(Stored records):
§

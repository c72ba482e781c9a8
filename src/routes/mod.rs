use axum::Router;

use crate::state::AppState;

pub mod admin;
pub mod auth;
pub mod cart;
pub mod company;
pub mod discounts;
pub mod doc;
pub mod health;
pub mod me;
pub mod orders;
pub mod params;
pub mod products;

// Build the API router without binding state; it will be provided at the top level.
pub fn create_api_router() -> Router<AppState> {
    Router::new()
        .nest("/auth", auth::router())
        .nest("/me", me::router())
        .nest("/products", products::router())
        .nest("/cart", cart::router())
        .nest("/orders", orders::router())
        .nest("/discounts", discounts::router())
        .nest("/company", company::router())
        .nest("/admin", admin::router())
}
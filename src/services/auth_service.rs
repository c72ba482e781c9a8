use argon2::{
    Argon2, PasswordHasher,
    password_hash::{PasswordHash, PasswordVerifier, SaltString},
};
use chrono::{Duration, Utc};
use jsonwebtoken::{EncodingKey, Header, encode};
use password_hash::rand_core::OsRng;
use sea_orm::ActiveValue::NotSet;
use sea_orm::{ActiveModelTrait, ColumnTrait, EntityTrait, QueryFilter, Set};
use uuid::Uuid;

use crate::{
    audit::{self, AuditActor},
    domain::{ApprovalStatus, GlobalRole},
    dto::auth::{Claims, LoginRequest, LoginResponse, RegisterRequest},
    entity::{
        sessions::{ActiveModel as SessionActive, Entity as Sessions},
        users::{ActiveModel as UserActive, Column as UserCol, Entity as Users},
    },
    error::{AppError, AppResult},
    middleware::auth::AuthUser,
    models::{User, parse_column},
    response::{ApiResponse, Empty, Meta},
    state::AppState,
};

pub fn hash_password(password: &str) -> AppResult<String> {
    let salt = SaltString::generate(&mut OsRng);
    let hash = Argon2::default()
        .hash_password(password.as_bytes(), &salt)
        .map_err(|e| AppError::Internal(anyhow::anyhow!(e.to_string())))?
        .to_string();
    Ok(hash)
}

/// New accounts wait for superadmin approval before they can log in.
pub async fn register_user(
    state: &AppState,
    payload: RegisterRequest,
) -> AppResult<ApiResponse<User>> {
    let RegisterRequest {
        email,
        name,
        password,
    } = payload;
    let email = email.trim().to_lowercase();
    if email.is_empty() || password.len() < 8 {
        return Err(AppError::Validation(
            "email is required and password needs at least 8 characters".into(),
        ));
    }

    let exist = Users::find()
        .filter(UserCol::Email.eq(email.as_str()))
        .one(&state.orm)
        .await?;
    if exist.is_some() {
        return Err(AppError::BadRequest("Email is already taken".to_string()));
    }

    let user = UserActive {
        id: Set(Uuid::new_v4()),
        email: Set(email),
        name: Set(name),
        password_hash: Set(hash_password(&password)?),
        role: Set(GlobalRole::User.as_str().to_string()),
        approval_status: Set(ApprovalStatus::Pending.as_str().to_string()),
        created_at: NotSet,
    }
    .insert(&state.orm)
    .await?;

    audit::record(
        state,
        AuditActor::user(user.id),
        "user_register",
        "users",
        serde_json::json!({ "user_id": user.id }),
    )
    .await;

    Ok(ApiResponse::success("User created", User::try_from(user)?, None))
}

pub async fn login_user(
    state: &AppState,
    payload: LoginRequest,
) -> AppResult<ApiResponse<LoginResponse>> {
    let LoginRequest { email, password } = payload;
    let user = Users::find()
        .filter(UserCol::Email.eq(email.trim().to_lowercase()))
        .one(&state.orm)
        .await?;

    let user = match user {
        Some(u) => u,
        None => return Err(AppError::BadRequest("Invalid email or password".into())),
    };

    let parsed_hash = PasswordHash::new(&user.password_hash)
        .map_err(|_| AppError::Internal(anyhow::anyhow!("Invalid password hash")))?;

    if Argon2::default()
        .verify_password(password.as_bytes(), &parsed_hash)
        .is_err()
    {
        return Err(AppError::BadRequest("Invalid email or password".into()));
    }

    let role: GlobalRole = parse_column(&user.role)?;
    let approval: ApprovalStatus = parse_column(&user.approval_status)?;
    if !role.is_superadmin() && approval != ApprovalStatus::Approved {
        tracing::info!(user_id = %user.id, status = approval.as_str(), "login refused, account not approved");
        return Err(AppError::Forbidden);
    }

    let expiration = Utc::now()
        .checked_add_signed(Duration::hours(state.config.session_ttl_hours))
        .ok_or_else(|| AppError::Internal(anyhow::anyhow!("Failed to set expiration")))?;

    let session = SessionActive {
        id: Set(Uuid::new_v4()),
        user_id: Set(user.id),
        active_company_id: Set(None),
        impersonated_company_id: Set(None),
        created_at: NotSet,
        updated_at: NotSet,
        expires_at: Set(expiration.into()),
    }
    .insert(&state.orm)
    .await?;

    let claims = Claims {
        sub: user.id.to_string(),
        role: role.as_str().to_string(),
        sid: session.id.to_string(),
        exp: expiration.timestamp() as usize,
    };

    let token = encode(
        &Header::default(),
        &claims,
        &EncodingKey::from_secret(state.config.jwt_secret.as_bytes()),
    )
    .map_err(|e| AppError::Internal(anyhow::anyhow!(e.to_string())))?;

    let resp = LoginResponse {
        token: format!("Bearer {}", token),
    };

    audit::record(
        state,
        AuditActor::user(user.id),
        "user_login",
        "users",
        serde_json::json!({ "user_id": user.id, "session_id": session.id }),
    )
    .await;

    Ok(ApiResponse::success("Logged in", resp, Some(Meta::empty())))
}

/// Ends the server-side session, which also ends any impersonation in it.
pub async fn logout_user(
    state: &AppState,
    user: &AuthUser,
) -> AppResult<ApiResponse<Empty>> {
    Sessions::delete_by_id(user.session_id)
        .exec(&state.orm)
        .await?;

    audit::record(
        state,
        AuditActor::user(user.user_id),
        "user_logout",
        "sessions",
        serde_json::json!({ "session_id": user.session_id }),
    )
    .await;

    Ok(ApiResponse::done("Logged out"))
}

§

(Requirement):
Copy each line of the data that contains the word "payload", leaving the other lines out.

(Result for this exercise):
    payload: RegisterRequest,
    } = payload;
    payload: LoginRequest,
    let LoginRequest { email, password } = payload;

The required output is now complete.